8 November: Hitler escapes a bomb blast in a Munich beerhall, where he was speaking on the anniversary of the Beer Hall Putsch of 1923. British bombers coincidentally bomb Munich.
9 November
At an Anglo-French meeting held in Varennes general Gamelin obtains the approval of the Dyle plan, a strategy meant to keep the war out of France if Hitler invaded Belgium.[128]
In the Venlo incident, British Secret Intelligence Service officers Sigismund Payne Best and Richard Henry Stevens fall victims to a false flag operation: at Venlo in neutral Netherlands, they are abducted by a group of German Sicherheitsdienst officers and brought to Germany.[129]
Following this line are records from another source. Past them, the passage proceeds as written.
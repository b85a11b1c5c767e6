//=============================================================================
// File: src/screens/products.rs
//=============================================================================
use api::catalog::Product;
use api::FilterState;
use dioxus::prelude::*;

use crate::components::empty_state::EmptyState;
use crate::components::pagination::Pagination;
use crate::components::pico::Button;
use crate::components::pico::ButtonType;
use crate::components::pico::Card;
use crate::components::pico::Grid;
use crate::components::price::PriceTag;
use crate::hooks::use_store;
use crate::Route;

/// Sizes offered by the size filter.
const SIZES: &[&str] = &["S", "M", "L", "XL"];

#[component]
fn ProductCard(product: Product) -> Element {
    rsx! {
        Card {
            if let Some(url) = &product.image_url {
                img { src: "{url}", alt: "{product.name}", loading: "lazy" }
            }
            h4 {
                Link { to: Route::ProductScreen { id: product.id.clone() }, "{product.name}" }
            }
            p { class: "muted", "{product.category}" }
            PriceTag { price: product.price }
        }
    }
}

#[allow(non_snake_case)]
#[component]
pub fn ProductsScreen(filters: ReadOnlySignal<FilterState>) -> Element {
    let store = use_store();

    let list_store = store.clone();
    let mut products = use_resource(move || {
        let store = list_store.clone();
        async move { store.products(&filters()).await }
    });

    // Loads once per mount; the category list does not depend on filters.
    let ref_store = store.clone();
    let categories = use_resource(move || {
        let store = ref_store.clone();
        async move { store.categories().await }
    });

    let nav = navigator();
    let apply = move |next: FilterState| {
        nav.push(Route::ProductsScreen { filters: next });
    };

    rsx! {
        h2 { "Products" }
        div {
            class: "listing",
            aside {
                class: "filter-panel",
                label {
                    "Category"
                    select {
                        value: filters().get("category").unwrap_or("").to_string(),
                        onchange: move |evt| apply(filters().set("category", &evt.value())),
                        option { value: "", "All categories" }
                        if let Some(Ok(list)) = &*categories.read() {
                            for category in list.iter() {
                                option {
                                    key: "{category.id}",
                                    value: "{category.id}",
                                    "{category.name}"
                                }
                            }
                        }
                    }
                }
                fieldset {
                    legend { "Size" }
                    for size in SIZES {
                        label {
                            key: "{size}",
                            input {
                                r#type: "checkbox",
                                checked: filters().contains("size", size),
                                onchange: move |_| apply(filters().toggle("size", size)),
                            }
                            "{size}"
                        }
                    }
                }
                label {
                    "Min price"
                    input {
                        r#type: "number",
                        min: "0",
                        value: filters().get("minPrice").unwrap_or("").to_string(),
                        onchange: move |evt| apply(filters().set("minPrice", &evt.value())),
                    }
                }
                label {
                    "Max price"
                    input {
                        r#type: "number",
                        min: "0",
                        value: filters().get("maxPrice").unwrap_or("").to_string(),
                        onchange: move |evt| apply(filters().set("maxPrice", &evt.value())),
                    }
                }
                if !filters().is_empty() {
                    Button {
                        button_type: ButtonType::Secondary,
                        outline: true,
                        on_click: move |_| apply(FilterState::clear_all()),
                        "Clear all filters"
                    }
                }
            }
            section {
                class: "results",
                match &*products.read() {
                    None => rsx! {
                        Card {
                            p { "Loading..." }
                            progress {}
                        }
                    },
                    Some(Err(e)) => rsx! {
                        Card {
                            h3 { "Error" }
                            p { "Failed to load products: {e}" }
                            button { onclick: move |_| products.restart(), "Retry" }
                        }
                    },
                    Some(Ok(page)) => rsx! {
                        if page.items.is_empty() {
                            EmptyState {
                                title: "No products match these filters",
                                description: "Try removing a filter or two.",
                                icon: rsx! { span { "🛒" } },
                            }
                        } else {
                            Grid {
                                for product in page.items.iter() {
                                    ProductCard {
                                        key: "{product.id}",
                                        product: product.clone(),
                                    }
                                }
                            }
                        }
                        Pagination {
                            current: filters().page(),
                            total: page.total_pages,
                            on_navigate: move |page| apply(filters().with_page(page)),
                        }
                    }
                }
            }
        }
    }
}
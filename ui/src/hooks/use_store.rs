//! Small context-access hooks used by every screen.

use api::currency::Currency;
use api::StoreClient;
use dioxus::prelude::*;

use crate::app_state::AppState;
use crate::app_state_mut::AppStateMut;

/// A handle to the shared REST client.
pub fn use_store() -> StoreClient {
    use_context::<AppState>().client.clone()
}

/// The global display-currency signal.
pub fn use_currency() -> Signal<Currency> {
    use_context::<AppStateMut>().currency
}
//! End-to-end test: cycles below the operational floor produce no result.

use keel_engine::DetectionFacade;
use keel_tests::{responsive_config, uniform_sample};
use keel_types::{EngineConfig, KeelError};

#[test]
fn collapse_is_rejected() {
    let mut facade = DetectionFacade::new(responsive_config(3)).unwrap();
    let err = facade.process_at(&uniform_sample(3, 0.05), 0).unwrap_err();
    assert!(err.is_recoverable());
    match err {
        KeelError::InsufficientStability { aggregate, floor } => {
            assert!(aggregate < floor);
            assert_eq!(floor, 0.4);
        }
        other => panic!("unexpected error: {other}"),
    }

    let snap = facade.snapshot();
    assert_eq!(snap.cycles_processed, 0);
    assert_eq!(snap.cycles_rejected, 1);
    assert_eq!(snap.pattern_count, 0);
    assert_eq!(snap.interventions.total, 0);
}

#[test]
fn engine_recovers_after_rejection() {
    let mut facade = DetectionFacade::new(responsive_config(3)).unwrap();
    assert!(facade.process_at(&uniform_sample(3, 0.0), 0).is_err());

    // The critical state recalibrates on the next sample.
    let result = facade.process_at(&uniform_sample(3, 0.9), 1).unwrap();
    assert!(result.confidence() < 0.4);
    assert_eq!(facade.snapshot().recalibrations, 1);
}

#[test]
fn mismatched_sample_is_rejected() {
    let mut facade = DetectionFacade::new(responsive_config(3)).unwrap();
    assert!(matches!(
        facade.process_at(&uniform_sample(2, 0.9), 0),
        Err(KeelError::DimensionMismatch { expected: 3, actual: 2 })
    ));
}

#[test]
fn total_failure_under_default_config_is_rejected() {
    let mut facade = DetectionFacade::new(EngineConfig::with_dimensions(3)).unwrap();
    let mut rejected = 0;
    let mut min_aggregate = f64::MAX;
    for ts in 0..100 {
        match facade.process_at(&uniform_sample(3, 0.0), ts) {
            Ok(_) => {}
            Err(KeelError::InsufficientStability { aggregate, .. }) => {
                rejected += 1;
                min_aggregate = min_aggregate.min(aggregate);
            }
            Err(other) => panic!("unexpected error: {other}"),
        }
    }
    // Each run of nine zero samples ends in one rejected cycle and a recalibration.
    assert!(rejected >= 10, "rejected {rejected} of 100 cycles");
    assert!(min_aggregate < 0.4);
    assert_eq!(facade.snapshot().cycles_rejected, rejected);
}
#![deny(unsafe_code)]
//! # keel-forecast
//!
//! Predicts impending per-dimension stability failures from score history.
//! Output order is deterministic: severity descending, then dimension
//! ascending.

pub mod estimator;

pub use estimator::{PredictiveRiskEstimator, TrendEstimate};
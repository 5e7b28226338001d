//! Detection worker: one tokio task that exclusively owns a facade.
//!
//! Every `check_interval_ms` the task drains the sample queue in FIFO order
//! and processes each sample; an empty queue becomes an idle tick. Outcomes
//! are published on a broadcast channel. Stopping takes effect between
//! cycles and hands the facade back.

use std::time::Duration;

use keel_types::{DetectionResult, KeelResult};
use tokio::sync::{broadcast, mpsc};
use tokio::task::JoinHandle;
use tokio::time::MissedTickBehavior;
use tracing::{debug, info, warn};

use crate::error::{EngineError, EngineResult};
use crate::facade::DetectionFacade;
use crate::queue::SampleQueue;

/// Result of one processed sample, as published to subscribers.
pub type CycleOutcome = KeelResult<DetectionResult>;

/// Outcome channel depth. Slow subscribers observe `Lagged`.
const OUTCOME_CHANNEL_CAPACITY: usize = 256;

/// Spawns the detection loop.
pub struct DetectionWorker;

impl DetectionWorker {
    /// Start the loop on the current tokio runtime.
    pub fn spawn(facade: DetectionFacade, queue: SampleQueue) -> WorkerHandle {
        let (stop_tx, mut stop_rx) = mpsc::channel::<()>(1);
        let (outcome_tx, _) = broadcast::channel(OUTCOME_CHANNEL_CAPACITY);
        let publisher = outcome_tx.clone();

        let period = Duration::from_millis(u64::from(facade.config().check_interval_ms));
        let engine = facade.id();
        info!(engine = %engine, interval_ms = period.as_millis() as u64, "Detection worker started");

        let task = tokio::spawn(async move {
            let mut facade = facade;
            let mut ticker = tokio::time::interval(period);
            ticker.set_missed_tick_behavior(MissedTickBehavior::Delay);

            loop {
                tokio::select! {
                    biased;
                    _ = stop_rx.recv() => {
                        debug!(engine = %engine, "Detection worker stop requested");
                        break;
                    }
                    _ = ticker.tick() => {
                        run_cycle(&mut facade, &queue, &publisher);
                    }
                }
            }

            info!(
                engine = %engine,
                processed = facade.snapshot().cycles_processed,
                rejected = facade.snapshot().cycles_rejected,
                "Detection worker stopped"
            );
            facade
        });

        WorkerHandle {
            task,
            stop: stop_tx,
            outcomes: outcome_tx,
        }
    }
}

fn run_cycle(
    facade: &mut DetectionFacade,
    queue: &SampleQueue,
    publisher: &broadcast::Sender<CycleOutcome>,
) {
    let samples = match queue.drain() {
        Ok(samples) => samples,
        Err(e) => {
            warn!(error = %e, "Sample queue unavailable, skipping cycle");
            return;
        }
    };

    if samples.is_empty() {
        facade.idle_tick();
        return;
    }

    for sample in &samples {
        let outcome = facade.process(sample);
        // No subscribers is not an error.
        let _ = publisher.send(outcome);
    }
}

/// Handle to a running detection worker.
pub struct WorkerHandle {
    task: JoinHandle<DetectionFacade>,
    stop: mpsc::Sender<()>,
    outcomes: broadcast::Sender<CycleOutcome>,
}

impl WorkerHandle {
    /// Receive every outcome published after this call.
    pub fn subscribe(&self) -> broadcast::Receiver<CycleOutcome> {
        self.outcomes.subscribe()
    }

    pub fn is_finished(&self) -> bool {
        self.task.is_finished()
    }

    /// Stop between cycles and return the facade.
    pub async fn stop(self) -> EngineResult<DetectionFacade> {
        // A closed channel means the task is already gone; the join reports it.
        let _ = self.stop.send(()).await;
        self.task.await.map_err(|_| EngineError::WorkerStopped)
    }
}
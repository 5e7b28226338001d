//! End-to-end test: a registered signature matches itself and gains weight.

use keel_patterns::{PatternMatcher, PatternRegistry, Signature};
use keel_types::{PatternConfig, Sample};

#[test]
fn registered_signature_matches_itself() {
    let config = PatternConfig::default();
    let mut registry = PatternRegistry::new(config.clone(), 4).unwrap();
    let matcher = PatternMatcher::new(&config).unwrap();

    let s1 = Signature::from_sample(&Sample::new(vec![0.95, 0.4, 0.7, 0.1]), config.signature_levels);
    let id = registry.register(s1.clone()).unwrap();
    let weight_before = registry.get(id).unwrap().weight;

    let found = matcher.find_match(&mut registry, &s1).unwrap().unwrap();
    assert_eq!(found.pattern_id, id);
    assert!((found.similarity - 1.0).abs() < 1e-9);
    assert!(registry.get(id).unwrap().weight > weight_before);
}

#[test]
fn repeated_matches_converge_toward_similarity() {
    let config = PatternConfig::default();
    let mut registry = PatternRegistry::new(config.clone(), 2).unwrap();
    let matcher = PatternMatcher::new(&config).unwrap();

    let s = Signature::new(vec![120, 30]);
    let id = registry.register(s.clone()).unwrap();
    for _ in 0..50 {
        matcher.find_match(&mut registry, &s).unwrap();
    }
    let p = registry.get(id).unwrap();
    assert_eq!(p.match_count, 50);
    assert!(p.weight > 0.99 && p.weight <= 1.0);
}

#[test]
fn facade_learns_and_recognizes_a_state() {
    use keel_engine::DetectionFacade;
    use keel_types::EngineConfig;

    let mut facade = DetectionFacade::new(EngineConfig::with_dimensions(4)).unwrap();
    let state = Sample::new(vec![0.9, 0.85, 0.95, 0.9]);
    let first = facade.process_at(&state, 0).unwrap();
    let second = facade.process_at(&state, 1).unwrap();
    assert!(first.matched_pattern_id().is_none());
    assert_eq!(second.matched_pattern_id(), Some(0));
}
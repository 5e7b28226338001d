//! Property tests: ring buffers never exceed capacity and keep the newest items.

use keel_history::RingBuffer;
use proptest::prelude::*;

proptest! {
    /// Length is min(pushes, capacity) and the retained items are the latest, in order.
    #[test]
    fn ring_keeps_latest_within_capacity(
        capacity in 1usize..32,
        items in proptest::collection::vec(any::<i32>(), 0..100),
    ) {
        let mut ring = RingBuffer::new(capacity).unwrap();
        for item in &items {
            ring.push(*item);
            prop_assert!(ring.len() <= capacity);
        }

        let expected_len = items.len().min(capacity);
        prop_assert_eq!(ring.len(), expected_len);
        let expected: Vec<i32> = items[items.len() - expected_len..].to_vec();
        prop_assert_eq!(ring.snapshot(), expected);
        prop_assert_eq!(ring.iter().count(), expected_len);
    }

    /// last_n never returns more than requested or stored.
    #[test]
    fn last_n_is_bounded(
        capacity in 1usize..16,
        pushes in 0usize..40,
        n in 0usize..40,
    ) {
        let mut ring = RingBuffer::new(capacity).unwrap();
        for i in 0..pushes {
            ring.push(i);
        }
        let tail = ring.last_n(n);
        prop_assert_eq!(tail.len(), n.min(ring.len()));
        if let (Some(last), Some(latest)) = (tail.last(), ring.latest()) {
            prop_assert_eq!(last, latest);
        }
    }
}
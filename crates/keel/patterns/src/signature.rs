use std::collections::BTreeSet;

use keel_types::Sample;
use serde::{Deserialize, Serialize};

/// Fixed-length byte fingerprint of a system state.
///
/// Derived from a sample by clamping each value to `[0, 1]`, quantizing it
/// into `levels` buckets and spreading the buckets over `0..=255`.
#[derive(Clone, Debug, PartialEq, Eq, Hash, Serialize, Deserialize)]
pub struct Signature(Vec<u8>);

impl Signature {
    pub fn new(bytes: Vec<u8>) -> Self {
        Self(bytes)
    }

    /// Deterministic signature of a sample. `levels` below 2 is treated as 2.
    pub fn from_sample(sample: &Sample, levels: u8) -> Self {
        let top = f64::from(levels.max(2) - 1);
        let bytes = sample
            .clamped()
            .map(|value| {
                let bucket = (value * (top + 1.0)).floor().min(top);
                (bucket * 255.0 / top).round() as u8
            })
            .collect();
        Self(bytes)
    }

    pub fn as_bytes(&self) -> &[u8] {
        &self.0
    }

    pub fn len(&self) -> usize {
        self.0.len()
    }

    pub fn is_empty(&self) -> bool {
        self.0.is_empty()
    }

    /// Number of distinct quantized levels present.
    pub fn complexity(&self) -> usize {
        self.0.iter().collect::<BTreeSet<_>>().len()
    }

    /// Euclidean distance between two signatures of equal length.
    pub fn distance(&self, other: &Signature) -> f64 {
        self.0
            .iter()
            .zip(&other.0)
            .map(|(a, b)| {
                let d = f64::from(*a) - f64::from(*b);
                d * d
            })
            .sum::<f64>()
            .sqrt()
    }

    /// `1 - distance / (255 * sqrt(len))`, in `[0, 1]`. Empty signatures are
    /// identical by definition.
    pub fn similarity(&self, other: &Signature) -> f64 {
        if self.0.is_empty() {
            return 1.0;
        }
        let max_distance = 255.0 * (self.0.len() as f64).sqrt();
        (1.0 - self.distance(other) / max_distance).clamp(0.0, 1.0)
    }
}

impl From<Vec<u8>> for Signature {
    fn from(bytes: Vec<u8>) -> Self {
        Self(bytes)
    }
}
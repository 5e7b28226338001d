//! Bounded registry of reference patterns.
//!
//! At capacity the registry evicts by ascending weight (ties: least recently
//! seen) down to three quarters of capacity before admitting a new entry, so
//! the newest registration always survives.

use std::cmp::Ordering;
use std::collections::BTreeMap;

use keel_types::{KeelError, KeelResult, PatternConfig, PatternId};
use serde::{Deserialize, Serialize};
use tracing::{debug, warn};

use crate::signature::Signature;

/// Fraction of capacity kept after an eviction pass.
const EVICTION_RETAIN_FRACTION: f64 = 0.75;

/// Blend retained from the old weight on a match.
const WEIGHT_RETAIN: f64 = 0.9;

/// One entry in the registry.
#[derive(Clone, Debug, PartialEq, Serialize, Deserialize)]
pub struct RegisteredPattern {
    pub id: PatternId,
    pub signature: Signature,
    /// Weight in [0.0, 1.0].
    pub weight: f64,
    /// Distinct quantized levels in the signature.
    pub complexity: usize,
    pub match_count: u64,
    /// Registry logical clock value at registration or last match.
    pub last_seen: u64,
}

/// Bounded collection of reference signatures.
#[derive(Debug, Clone)]
pub struct PatternRegistry {
    config: PatternConfig,
    signature_len: usize,
    patterns: BTreeMap<PatternId, RegisteredPattern>,
    next_id: u64,
    clock: u64,
    evictions: u64,
}

impl PatternRegistry {
    pub fn new(config: PatternConfig, signature_len: usize) -> KeelResult<Self> {
        config.validate()?;
        if signature_len == 0 {
            return Err(KeelError::InvalidConfiguration(
                "signature length must be at least 1".into(),
            ));
        }
        Ok(Self {
            config,
            signature_len,
            patterns: BTreeMap::new(),
            next_id: 0,
            clock: 0,
            evictions: 0,
        })
    }

    /// Register a signature, evicting low-weight entries first if full.
    pub fn register(&mut self, signature: Signature) -> KeelResult<PatternId> {
        self.check_len(&signature)?;

        if self.patterns.len() >= self.config.max_patterns {
            self.evict();
        }

        let id = PatternId(self.next_id);
        self.next_id += 1;
        let last_seen = self.tick();
        let pattern = RegisteredPattern {
            id,
            complexity: signature.complexity(),
            signature,
            weight: self.config.initial_weight,
            match_count: 0,
            last_seen,
        };
        debug!(
            pattern = %id,
            complexity = pattern.complexity,
            registered = self.patterns.len() + 1,
            "Registered pattern"
        );
        self.patterns.insert(id, pattern);
        Ok(id)
    }

    pub fn get(&self, id: PatternId) -> Option<&RegisteredPattern> {
        self.patterns.get(&id)
    }

    pub fn remove(&mut self, id: PatternId) -> KeelResult<RegisteredPattern> {
        let removed = self
            .patterns
            .remove(&id)
            .ok_or_else(|| KeelError::NotFound(id.to_string()))?;
        debug!(pattern = %id, "Removed pattern");
        Ok(removed)
    }

    /// Registered patterns in id order.
    pub fn iter(&self) -> impl Iterator<Item = &RegisteredPattern> {
        self.patterns.values()
    }

    pub fn ids(&self) -> Vec<PatternId> {
        self.patterns.keys().copied().collect()
    }

    pub fn len(&self) -> usize {
        self.patterns.len()
    }

    pub fn is_empty(&self) -> bool {
        self.patterns.is_empty()
    }

    /// Total entries evicted over the registry's lifetime.
    pub fn evictions(&self) -> u64 {
        self.evictions
    }

    pub fn signature_len(&self) -> usize {
        self.signature_len
    }

    pub fn config(&self) -> &PatternConfig {
        &self.config
    }

    /// Fold a match into the pattern's weight. The only weight mutation path.
    pub(crate) fn record_match(&mut self, id: PatternId, similarity: f64) -> Option<f64> {
        let seen = self.tick();
        let pattern = self.patterns.get_mut(&id)?;
        pattern.weight =
            (WEIGHT_RETAIN * pattern.weight + (1.0 - WEIGHT_RETAIN) * similarity).clamp(0.0, 1.0);
        pattern.match_count += 1;
        pattern.last_seen = seen;
        Some(pattern.weight)
    }

    pub(crate) fn check_len(&self, signature: &Signature) -> KeelResult<()> {
        if signature.len() != self.signature_len {
            return Err(KeelError::InvalidSignature {
                expected: self.signature_len,
                actual: signature.len(),
            });
        }
        Ok(())
    }

    fn tick(&mut self) -> u64 {
        self.clock += 1;
        self.clock
    }

    fn evict(&mut self) {
        let max = self.config.max_patterns;
        let target = ((max as f64 * EVICTION_RETAIN_FRACTION).floor() as usize).min(max - 1);

        let mut victims: Vec<(PatternId, f64, u64)> = self
            .patterns
            .values()
            .map(|p| (p.id, p.weight, p.last_seen))
            .collect();
        victims.sort_by(|a, b| {
            a.1.partial_cmp(&b.1)
                .unwrap_or(Ordering::Equal)
                .then(a.2.cmp(&b.2))
        });

        let excess = self.patterns.len().saturating_sub(target);
        for (id, _, _) in victims.into_iter().take(excess) {
            self.patterns.remove(&id);
        }
        self.evictions += excess as u64;
        warn!(
            evicted = excess,
            remaining = self.patterns.len(),
            capacity = max,
            "Pattern registry full, evicted lowest-weight patterns"
        );
    }
}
12 November: The Czech student Jan Opletal dies as a result of wounds inflicted by German authorities, causing vast anger and resentment among Czechs.[127]
13 November
Negotiations between Finland and Soviet Union break down. Finns suspect that Germans and Russians have agreed to include Finland in the Soviet sphere of influence.[130]
The first British destroyer lost in the war is HMS Blanche, sunk by a minefield laid by an U-boat close to the Thames Estuary.[131]
The Deutschland arrives home at Gotenhafen, after having only sunk two ships and caught one.[132][130]
14 November: The Polish government-in-exile moves to London.
15 November: Jan Opletal's funeral sparks new demonstrations in Prague against the police.[127][133]
16 November
The Commander-in-Chief of the German Navy Grossadmiral Erich Raeder orders his U-boats to sink without warning all Allied merchant ships.[134]
Angered by the recent protests in Prague, Hitler summons to Berlin the Reich Protector of Bohemia and Moravia Konstantin von Neurath and his Higher SS and Police Leader Karl Hermann Frank making clear that unless the issue is dealt with rightaway the city will be razed to the ground.[127][135]
17 November
The Irish Republican Army is blamed for bombs set off in London.
The Czechoslovak National Committee is recognized by the French government but only as “representative of Czechoslovaks abroad”.[4]
The Gestapo raids the Czech student buildings in Prague and arrests 1,900 students. Nine are shot (including historian Josef Matoušek) while 1,000 were sent to the Sachsenhausen concentration camp.[127][135]
Hitler orders to close all Czech universities and colleges for three years and to hand the buildings to the German authorities.[136]
20 November: The Luftwaffe and German U-boats start mining the Thames estuary.
21 November
The new German strategy of planting magnetic mines in the British seas obtains its first major success when a mine planted by the U-52 in the Firth of Forth put the light cruiser HMS Belfast out of service until the autumn of 1942.[137]
The German battleships Gneisenau and the Scharnhorst are sent out to relieve pressure on the Admiral Graf Spee by bringing havoc on the shipping routes.[106]
22 November
The Luftwaffe drops in the mud an intact magnetic mine off Shoeburyness at the mouth of the Thames Estuary. Once salvaged, Admiralty scientists invented degaussing that greatly decreased the danger represented by magnetic mines.[138]
In opposition to the Chechoslovak National Committee, Milan Hodža founds in Paris the Slovak National Council with him as Chairman and Peter Prídavok as secretary.[139]
23 November
The German battleships Gneisenau and the Scharnhorst sink the British armed merchant cruiser HMS Rawalpindi between Iceland and the Faroe Islands.[137] About 270 crewmen die, while only 38 survive.[140]
Polish Jews are ordered to wear Star of David armbands.
24 November: Japan announces the capture of Nanning in southern China.
26 November
The Soviets stage the shelling of Mainila, Soviet artillery shells a field near the Finnish border, accusing Finns of killing Soviet troops.
Germany and Slovakia sign a border treaty which assigns to the latter the Polish parts of Orava and Spiš together with the territories taken by Poland in 1938.[141]
29 November: The USSR breaks off diplomatic relations with Finland.
30 November: The Soviet Union attacks Finland in what would become known as the Winter War.[142]